Up North Live: State budget means no repairs to 1,000 bridges
Friday, January 14, 2011
Ninety percent of Michigan’s structurally deficient or functionally obsolete bridges will not be repaired over the next five years because the state has no money to fix them, according to the latest draft of the Michigan Department of Transportation’s (MDOT) new five-year plan.
The plan also projects that by 2019, two-thirds of MDOT roads will be in poor condition because the state is unable to match the federal dollars available.
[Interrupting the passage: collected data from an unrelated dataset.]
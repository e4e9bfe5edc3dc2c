use clap::ArgMatches;
use clap::parser::ValueSource;

use crate::args::{HitArgs, PositiveU64, PositiveUsize, parse_header};
use crate::error::{AppError, AppResult, ConfigError};

use super::types::{ConfigFile, DurationValue};

/// Applies configuration values to CLI arguments.
///
/// Values given on the command line always win.
///
/// # Errors
///
/// Returns an error when a config value is out of range or malformed.
pub fn apply_config(
    args: &mut HitArgs,
    matches: &ArgMatches,
    config: &ConfigFile,
) -> AppResult<()> {
    if !is_cli(matches, "url")
        && !is_cli(matches, "target")
        && let Some(url) = config.url.clone()
    {
        args.url = Some(url);
        args.target = None;
    }

    if !is_cli(matches, "requests")
        && let Some(requests) = config.requests
    {
        args.requests = ensure_positive_u64(requests, "requests")?;
    }

    if !is_cli(matches, "concurrency")
        && let Some(concurrency) = config.concurrency
    {
        args.concurrency = Some(ensure_positive_usize(concurrency, "concurrency")?);
    }

    if !is_cli(matches, "rps")
        && let Some(rps) = config.rps
    {
        // 0 turns throttling off.
        args.rps = PositiveU64::try_from(rps).ok();
    }

    if !is_cli(matches, "timeout")
        && let Some(timeout) = config.timeout.as_ref()
    {
        args.timeout = Some(config_duration(timeout, "timeout")?);
    }

    if !is_cli(matches, "duration")
        && let Some(duration) = config.duration.as_ref()
    {
        args.duration = Some(config_duration(duration, "duration")?);
    }

    if !is_cli(matches, "headers")
        && let Some(headers) = config.headers.as_ref()
    {
        args.headers = parse_headers(headers)?;
    }

    if !is_cli(matches, "abort_in_flight")
        && let Some(abort) = config.abort_in_flight
    {
        args.abort_in_flight = abort;
    }

    if !is_cli(matches, "output_format")
        && let Some(format) = config.output_format
    {
        args.output_format = format;
    }

    if !is_cli(matches, "no_banner")
        && let Some(no_banner) = config.no_banner
    {
        args.no_banner = no_banner;
    }

    Ok(())
}

fn is_cli(matches: &ArgMatches, name: &str) -> bool {
    matches.value_source(name) == Some(ValueSource::CommandLine)
}

fn ensure_positive_u64(value: u64, field: &str) -> AppResult<PositiveU64> {
    PositiveU64::try_from(value).map_err(|err| {
        AppError::config(ConfigError::FieldMustBePositive {
            field: field.to_owned(),
            source: err,
        })
    })
}

fn ensure_positive_usize(value: usize, field: &str) -> AppResult<PositiveUsize> {
    PositiveUsize::try_from(value).map_err(|err| {
        AppError::config(ConfigError::FieldMustBePositive {
            field: field.to_owned(),
            source: err,
        })
    })
}

fn config_duration(value: &DurationValue, field: &str) -> AppResult<std::time::Duration> {
    value.to_duration().map_err(|err| match err {
        AppError::Validation(source) => AppError::config(ConfigError::InvalidDuration {
            field: field.to_owned(),
            source,
        }),
        other => other,
    })
}

fn parse_headers(headers: &[String]) -> AppResult<Vec<(String, String)>> {
    let mut parsed = Vec::with_capacity(headers.len());
    for header in headers {
        parsed.push(
            parse_header(header)
                .map_err(|err| AppError::config(ConfigError::InvalidHeader { source: err }))?,
        );
    }
    Ok(parsed)
}
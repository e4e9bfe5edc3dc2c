use std::time::Duration;

use serde::Deserialize;

use crate::args::OutputFormat;
use crate::args::parsers::parse_duration_arg;
use crate::error::AppResult;

/// Settings read from `hit.toml` / `hit.json`. Every field is optional and
/// only fills in what the command line left unset.
#[derive(Debug, Default, Deserialize)]
#[serde(deny_unknown_fields)]
pub struct ConfigFile {
    pub url: Option<String>,
    pub requests: Option<u64>,
    pub concurrency: Option<usize>,
    pub rps: Option<u64>,
    pub timeout: Option<DurationValue>,
    pub duration: Option<DurationValue>,
    pub headers: Option<Vec<String>>,
    pub abort_in_flight: Option<bool>,
    pub output_format: Option<OutputFormat>,
    pub no_banner: Option<bool>,
}

/// Either whole seconds (`30`) or a string with a unit (`"250ms"`).
#[derive(Debug, Clone, Deserialize)]
#[serde(untagged)]
pub enum DurationValue {
    Seconds(u64),
    Text(String),
}

impl DurationValue {
    pub(crate) fn to_duration(&self) -> AppResult<Duration> {
        match self {
            DurationValue::Seconds(secs) => parse_duration_arg(&secs.to_string()),
            DurationValue::Text(text) => parse_duration_arg(text),
        }
    }
}
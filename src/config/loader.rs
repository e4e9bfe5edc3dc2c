use std::path::{Path, PathBuf};

use crate::error::{AppError, AppResult, ConfigError};

use super::types::ConfigFile;

/// Config files picked up from the working directory, in lookup order.
pub const DEFAULT_CONFIG_FILES: [&str; 2] = ["hit.toml", "hit.json"];

/// Loads a configuration file from the provided path or default locations.
///
/// # Errors
///
/// Returns an error when the config file cannot be read or parsed.
pub fn load_config(path: Option<&str>) -> AppResult<Option<ConfigFile>> {
    if let Some(path) = path {
        let path = PathBuf::from(path);
        return Ok(Some(load_config_file(&path)?));
    }

    for candidate in DEFAULT_CONFIG_FILES {
        let path = PathBuf::from(candidate);
        if path.exists() {
            tracing::debug!("Using config file {}.", path.display());
            return Ok(Some(load_config_file(&path)?));
        }
    }

    Ok(None)
}

pub(crate) fn load_config_file(path: &Path) -> AppResult<ConfigFile> {
    let content = std::fs::read_to_string(path).map_err(|err| {
        AppError::config(ConfigError::ReadConfig {
            path: path.to_path_buf(),
            source: err,
        })
    })?;
    match path.extension().and_then(|ext| ext.to_str()) {
        Some("toml") => toml::from_str(&content).map_err(|err| {
            AppError::config(ConfigError::ParseToml {
                path: path.to_path_buf(),
                source: err,
            })
        }),
        Some("json") => serde_json::from_str(&content).map_err(|err| {
            AppError::config(ConfigError::ParseJson {
                path: path.to_path_buf(),
                source: err,
            })
        }),
        Some(ext) => Err(AppError::config(ConfigError::UnsupportedExtension {
            ext: ext.to_owned(),
        })),
        None => Err(AppError::config(ConfigError::MissingExtension)),
    }
}
//! CLI argument types and parsing helpers.
mod cli;
pub(crate) mod parsers;
mod types;
mod validate;


pub use cli::HitArgs;
pub use types::{OutputFormat, PositiveU64, PositiveUsize};
pub use validate::validate_args;

pub(crate) use parsers::parse_header;
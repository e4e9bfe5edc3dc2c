use thiserror::Error;

use super::{ConfigError, HttpError, ValidationError};

#[derive(Debug, Error)]
pub enum AppError {
    #[error("I/O error: {source}")]
    Io {
        #[from]
        source: std::io::Error,
    },
    #[error("CLI error: {source}")]
    Clap {
        #[from]
        source: clap::Error,
    },
    #[error("JSON error: {source}")]
    Json {
        #[from]
        source: serde_json::Error,
    },
    #[error("TOML error: {source}")]
    Toml {
        #[from]
        source: toml::de::Error,
    },
    #[error("HTTP client error: {source}")]
    Reqwest {
        #[from]
        source: reqwest::Error,
    },
    #[error("Join error: {source}")]
    Join {
        #[from]
        source: tokio::task::JoinError,
    },
    #[error("Validation error: {0}")]
    Validation(#[from] ValidationError),
    #[error("Configuration error: {0}")]
    Config(#[from] ConfigError),
    #[error("HTTP error: {0}")]
    Http(#[from] HttpError),
}

pub type AppResult<T> = Result<T, AppError>;

impl AppError {
    pub fn validation<E>(error: E) -> Self
    where
        E: Into<ValidationError>,
    {
        error.into().into()
    }

    pub fn config<E>(error: E) -> Self
    where
        E: Into<ConfigError>,
    {
        error.into().into()
    }

    pub fn http<E>(error: E) -> Self
    where
        E: Into<HttpError>,
    {
        error.into().into()
    }
}
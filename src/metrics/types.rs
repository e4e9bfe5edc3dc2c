use std::fmt;
use std::time::Duration;

/// First status code treated as a failed attempt (client and server errors).
const FIRST_ERROR_STATUS: u16 = 400;

#[derive(Debug, Clone, Copy, PartialEq, Eq)]
pub enum AttemptErrorKind {
    Timeout,
    Connect,
    Body,
    Cancelled,
    Request,
}

impl AttemptErrorKind {
    #[must_use]
    pub const fn as_str(self) -> &'static str {
        match self {
            AttemptErrorKind::Timeout => "timeout",
            AttemptErrorKind::Connect => "connect",
            AttemptErrorKind::Body => "body",
            AttemptErrorKind::Cancelled => "cancelled",
            AttemptErrorKind::Request => "request",
        }
    }
}

#[derive(Debug, Clone, PartialEq, Eq)]
pub struct AttemptError {
    pub kind: AttemptErrorKind,
    pub message: String,
}

impl AttemptError {
    #[must_use]
    pub fn new(kind: AttemptErrorKind, message: impl Into<String>) -> Self {
        Self {
            kind,
            message: message.into(),
        }
    }

    #[must_use]
    pub fn from_reqwest(err: &reqwest::Error) -> Self {
        let kind = if err.is_timeout() {
            AttemptErrorKind::Timeout
        } else if err.is_connect() {
            AttemptErrorKind::Connect
        } else if err.is_body() || err.is_decode() {
            AttemptErrorKind::Body
        } else {
            AttemptErrorKind::Request
        };
        Self::new(kind, err.to_string())
    }
}

impl fmt::Display for AttemptError {
    fn fmt(&self, f: &mut fmt::Formatter<'_>) -> fmt::Result {
        write!(f, "{}: {}", self.kind.as_str(), self.message)
    }
}

/// Outcome of a single attempt, produced once by the worker that sent it.
#[derive(Debug, Clone, PartialEq, Eq)]
pub struct RequestOutcome {
    /// Response status; `None` when no response was obtained.
    pub status: Option<u16>,
    pub error: Option<AttemptError>,
    /// Body bytes actually read.
    pub bytes: u64,
    pub duration: Duration,
}

impl RequestOutcome {
    #[must_use]
    pub const fn response(status: u16, bytes: u64, duration: Duration) -> Self {
        Self {
            status: Some(status),
            error: None,
            bytes,
            duration,
        }
    }

    #[must_use]
    pub const fn failed(error: AttemptError, duration: Duration) -> Self {
        Self {
            status: None,
            error: Some(error),
            bytes: 0,
            duration,
        }
    }

    /// A response whose body could not be read to the end.
    #[must_use]
    pub const fn truncated(
        status: u16,
        error: AttemptError,
        bytes: u64,
        duration: Duration,
    ) -> Self {
        Self {
            status: Some(status),
            error: Some(error),
            bytes,
            duration,
        }
    }

    /// Error set, no status, or a status in the 4xx/5xx range.
    #[must_use]
    pub fn is_error(&self) -> bool {
        self.error.is_some()
            || self
                .status
                .is_none_or(|status| status >= FIRST_ERROR_STATUS)
    }

    #[must_use]
    pub const fn is_transport_error(&self) -> bool {
        self.status.is_none()
    }
}
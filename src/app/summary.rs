use std::time::Duration;

use serde::Serialize;

use crate::args::OutputFormat;
use crate::error::AppResult;
use crate::metrics::{Summary, round_to_micros};

/// Why a run ended before all requests were sent.
#[derive(Debug, Clone, Copy, PartialEq, Eq, Serialize)]
#[serde(rename_all = "snake_case")]
pub(crate) enum StoppedEarly {
    Deadline,
    Interrupted,
}

/// Machine-readable form of a [`Summary`]. Durations are whole microseconds.
#[derive(Debug, Serialize)]
pub(crate) struct SummaryRecord {
    pub(crate) requests: u64,
    pub(crate) errors: u64,
    pub(crate) transport_errors: u64,
    pub(crate) bytes: u64,
    pub(crate) success_rate_x100: u64,
    pub(crate) rps_x100: u64,
    pub(crate) duration_us: u64,
    pub(crate) fastest_us: Option<u64>,
    pub(crate) slowest_us: Option<u64>,
    pub(crate) stopped_early: Option<StoppedEarly>,
}

impl SummaryRecord {
    pub(crate) fn new(summary: &Summary, stopped_early: Option<StoppedEarly>) -> Self {
        Self {
            requests: summary.requests,
            errors: summary.errors,
            transport_errors: summary.transport_errors,
            bytes: summary.bytes,
            success_rate_x100: summary.success_rate_x100(),
            rps_x100: summary.rps_x100,
            duration_us: micros(summary.duration),
            fastest_us: summary.fastest.map(micros),
            slowest_us: summary.slowest.map(micros),
            stopped_early,
        }
    }
}

fn micros(duration: Duration) -> u64 {
    u64::try_from(round_to_micros(duration).as_micros()).unwrap_or(u64::MAX)
}

pub(crate) fn summary_lines(summary: &Summary) -> Vec<String> {
    let success = summary.success_rate_x100();
    // Hundredths to tenths, half-up.
    let rps_x10 = summary.rps_x100.saturating_add(5) / 10;

    let mut lines = vec![
        "Summary:".to_owned(),
        line("Success", format!("{}.{:02}%", success / 100, success % 100)),
        line("RPS", format!("{}.{}", rps_x10 / 10, rps_x10 % 10)),
        line("Requests", summary.requests.to_string()),
        line("Errors", summary.errors.to_string()),
    ];
    if summary.transport_errors > 0 {
        lines.push(line("No reply", summary.transport_errors.to_string()));
    }
    lines.push(line("Bytes", summary.bytes.to_string()));
    lines.push(line(
        "Duration",
        format!("{:?}", round_to_micros(summary.duration)),
    ));
    if summary.requests > 1
        && let (Some(fastest), Some(slowest)) = (summary.fastest, summary.slowest)
    {
        lines.push(line("Fastest", format!("{:?}", round_to_micros(fastest))));
        lines.push(line("Slowest", format!("{:?}", round_to_micros(slowest))));
    }
    lines
}

fn line(label: &str, value: String) -> String {
    format!("    {:<9}: {}", label, value)
}

/// Writes the summary to stdout in the requested format.
///
/// # Errors
///
/// Returns an error when the JSON record cannot be serialized.
pub(crate) fn print_summary(
    summary: &Summary,
    format: OutputFormat,
    stopped_early: Option<StoppedEarly>,
) -> AppResult<()> {
    match format {
        OutputFormat::Text => {
            println!();
            for line in summary_lines(summary) {
                println!("{}", line);
            }
        }
        OutputFormat::Json => {
            let record = SummaryRecord::new(summary, stopped_early);
            println!("{}", serde_json::to_string_pretty(&record)?);
        }
        OutputFormat::Quiet => {}
    }
    Ok(())
}
use std::ffi::OsStr;
use std::io::{Read, Write};
use std::net::{Shutdown, TcpListener, TcpStream};
use std::path::Path;
use std::process::{Command, Output};
use std::sync::mpsc;
use std::thread;
use std::time::Duration;

/// How the test server answers every request.
#[derive(Debug, Clone, Copy)]
pub struct Reply {
    pub status: u16,
    pub delay: Duration,
}

impl Reply {
    pub const fn ok() -> Self {
        Self {
            status: 200,
            delay: Duration::ZERO,
        }
    }

    pub const fn status(status: u16) -> Self {
        Self {
            status,
            delay: Duration::ZERO,
        }
    }

    pub const fn slow(delay: Duration) -> Self {
        Self { status: 200, delay }
    }
}

pub struct ServerHandle {
    shutdown: mpsc::Sender<()>,
    thread: Option<thread::JoinHandle<()>>,
}

impl Drop for ServerHandle {
    fn drop(&mut self) {
        let _send_result = self.shutdown.send(());
        if let Some(handle) = self.thread.take() {
            drop(handle.join());
        }
    }
}

/// Spawn a lightweight HTTP server for tests.
///
/// # Errors
///
/// Returns an error if the listener cannot be created or configured.
pub fn spawn_http_server(reply: Reply) -> Result<(String, ServerHandle), String> {
    let listener = TcpListener::bind("127.0.0.1:0")
        .map_err(|err| format!("bind test server failed: {}", err))?;
    let addr = listener
        .local_addr()
        .map_err(|err| format!("server addr failed: {}", err))?;
    listener
        .set_nonblocking(true)
        .map_err(|err| format!("set_nonblocking failed: {}", err))?;

    let (shutdown_tx, shutdown_rx) = mpsc::channel();

    let handle = thread::spawn(move || {
        loop {
            if shutdown_rx.try_recv().is_ok() {
                break;
            }

            match listener.accept() {
                Ok((stream, _)) => {
                    thread::spawn(move || handle_client(stream, reply));
                }
                Err(err) if err.kind() == std::io::ErrorKind::WouldBlock => {
                    thread::sleep(Duration::from_millis(1));
                }
                Err(_) => break,
            }
        }
    });

    Ok((
        format!("http://{}/", addr),
        ServerHandle {
            shutdown: shutdown_tx,
            thread: Some(handle),
        },
    ))
}

/// Like [`spawn_http_server`], but returns `None` where the sandbox forbids
/// binding sockets.
///
/// # Errors
///
/// Returns an error for any other bind failure.
pub fn spawn_http_server_or_skip(reply: Reply) -> Result<Option<(String, ServerHandle)>, String> {
    match spawn_http_server(reply) {
        Ok(result) => Ok(Some(result)),
        Err(err) if err.contains("Operation not permitted") => {
            eprintln!("Skipping e2e test: {}", err);
            Ok(None)
        }
        Err(err) => Err(err),
    }
}

/// A URL on a port nothing listens on.
///
/// # Errors
///
/// Returns an error if no free port can be found.
pub fn closed_port_url() -> Result<String, String> {
    let listener = TcpListener::bind("127.0.0.1:0")
        .map_err(|err| format!("bind probe failed: {}", err))?;
    let addr = listener
        .local_addr()
        .map_err(|err| format!("probe addr failed: {}", err))?;
    drop(listener);
    Ok(format!("http://{}/", addr))
}

fn handle_client(mut stream: TcpStream, reply: Reply) {
    if stream.set_nonblocking(false).is_err() {
        return;
    }
    let mut buffer = [0u8; 4096];
    if stream.read(&mut buffer).is_err() {
        return;
    }
    if !reply.delay.is_zero() {
        thread::sleep(reply.delay);
    }
    let reason = match reply.status {
        200 => "OK",
        404 => "Not Found",
        500 => "Internal Server Error",
        _ => "Status",
    };
    let response = format!(
        "HTTP/1.1 {} {}\r\nContent-Length: 2\r\nConnection: close\r\n\r\nOK",
        reply.status, reason
    );
    if stream.write_all(response.as_bytes()).is_err() {
        return;
    }
    if stream.flush().is_err() {
        return;
    }
    drop(stream.shutdown(Shutdown::Both));
}

/// Run the `hit` binary and capture output.
///
/// # Errors
///
/// Returns an error if the binary cannot be executed.
pub fn run_hit<I, S>(args: I) -> Result<Output, String>
where
    I: IntoIterator<Item = S>,
    S: AsRef<OsStr>,
{
    hit_command()?
        .args(args)
        .output()
        .map_err(|err| format!("run hit failed: {}", err))
}

/// Run the `hit` binary from `dir`, so `hit.toml`/`hit.json` there are found.
///
/// # Errors
///
/// Returns an error if the binary cannot be executed.
pub fn run_hit_in<I, S>(dir: &Path, args: I) -> Result<Output, String>
where
    I: IntoIterator<Item = S>,
    S: AsRef<OsStr>,
{
    hit_command()?
        .current_dir(dir)
        .args(args)
        .output()
        .map_err(|err| format!("run hit failed: {}", err))
}

fn hit_command() -> Result<Command, String> {
    let bin = hit_bin()?;
    let mut command = Command::new(bin);
    command.env("HIT_LOG", "error").env("NO_COLOR", "1");
    Ok(command)
}

fn hit_bin() -> Result<String, String> {
    option_env!("CARGO_BIN_EXE_hit").map_or_else(
        || Err("CARGO_BIN_EXE_hit missing at compile time.".to_owned()),
        |path| Ok(path.to_owned()),
    )
}
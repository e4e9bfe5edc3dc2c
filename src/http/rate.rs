use std::time::Duration;

use tokio::sync::mpsc;
use tokio::time::{Instant, MissedTickBehavior, interval_at};
use tracing::debug;

use crate::shutdown::ShutdownSender;

use super::workload::STAGE_BUFFER;

const NANOS_PER_SEC: u128 = 1_000_000_000;
/// Smallest pause the throttle will honor; tokio intervals reject zero.
const MIN_DELAY: Duration = Duration::from_nanos(1);

/// Gap between items that lets `concurrency` saturated workers converge on
/// `rate` requests per second in total. `None` when `rate` is zero.
#[must_use]
pub fn throttle_delay(rate: u64, concurrency: usize) -> Option<Duration> {
    if rate == 0 {
        return None;
    }
    let workers = u128::try_from(concurrency.max(1)).unwrap_or(u128::MAX);
    let per_sec = u128::from(rate).saturating_mul(workers);
    let nanos = NANOS_PER_SEC.checked_div(per_sec).unwrap_or(0);
    let delay = Duration::from_nanos(u64::try_from(nanos).unwrap_or(u64::MAX));
    Some(delay.max(MIN_DELAY))
}

/// Re-emits `input` in order, at most one item per tick of a `delay` timer.
///
/// Ticks are scheduled from the timer, not from the previous send, so a slow
/// consumer does not push the schedule out. The timer is dropped when the
/// input closes, the output is dropped, or shutdown fires.
pub fn throttle<T>(
    mut input: mpsc::Receiver<T>,
    delay: Duration,
    shutdown_tx: &ShutdownSender,
) -> mpsc::Receiver<T>
where
    T: Send + 'static,
{
    let (tx, rx) = mpsc::channel(STAGE_BUFFER);
    let mut shutdown_rx = shutdown_tx.subscribe();
    let delay = delay.max(MIN_DELAY);

    tokio::spawn(async move {
        let now = Instant::now();
        let first_tick = now.checked_add(delay).unwrap_or(now);
        let mut ticker = interval_at(first_tick, delay);
        ticker.set_missed_tick_behavior(MissedTickBehavior::Delay);
        let mut forwarded: u64 = 0;

        loop {
            let next = tokio::select! {
                biased;
                () = shutdown_rx.triggered() => break,
                item = input.recv() => item,
            };
            let Some(item) = next else {
                break;
            };
            tokio::select! {
                biased;
                () = shutdown_rx.triggered() => break,
                _ = ticker.tick() => {}
            }
            if tx.send(item).await.is_err() {
                break;
            }
            forwarded = forwarded.saturating_add(1);
        }
        debug!(forwarded, ?delay, "throttle finished");
    });

    rx
}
"MDOT's draft five-year plan merely highlights what Michigan drivers feel in their bones every time their cars hit a pothole –Michigan’s roads and bridges are failing and the state isn’t investing enough to maintain them," said Mike Nystrom, executive vice president of the Michigan Infrastructure and Transportation Association (MITA).
MDOT repaired an average of 240 bridges annually between 2006 and 2011. But just 35 bridges will be repaired during each of the next five years, leaving more than 1,000 structurally deficient or functionally obsolete bridges without even modest repairs.
Roads fare no better in the draft plan. In 2010, 80 percent of MDOT's roads were in good or fair condition. However, over the next five years 93 rehabilitation or reconstruction projects comprising 319 miles are slated for cancellation and 700 of 1,400 miles of maintenance will be removed or delayed.
Even if the state somehow comes up with the 20 percent match to get federal money – a key legislative focus – road quality will plummet dramatically, with 50 percent of MDOT roads in poor condition by 2019.
"These alarming trends are not a reflection of inefficiency or poor decision-making by a government agency," said Nystrom. “We are just expecting the impossible with severely limited dollars.”
The state needs $835 million a year in state transportation funding just to maintain MDOT pavement conditions.
The MDOT road system represents only about 9,700 miles (8 percent) of the state’s entire 120,000-mile transportation network.
MITA offered its comments on the draft plan as part of a formal comment period that expires Wednesday. Comments on the plan can be e-mailed to MDOT-Five-year-Program@michigan.gov.
Other notable concerns from MITA's review of the five-year plan:
• By 2015, pavement conditions will deteriorate from 9.6 years of Remaining Surface Life (RSL) to 6.4 years;
• Much-needed road projects conspicuously absent from the 5-year plan include widening of I-75 in Oakland County (M-102 to M-59), reconstruction and widening of U.S. 23 in Washtenaw County (M-14 to I-96), creation of M-231 from Holland to Grand Haven and completion of U.S. 127 between St. Johns and Ithaca.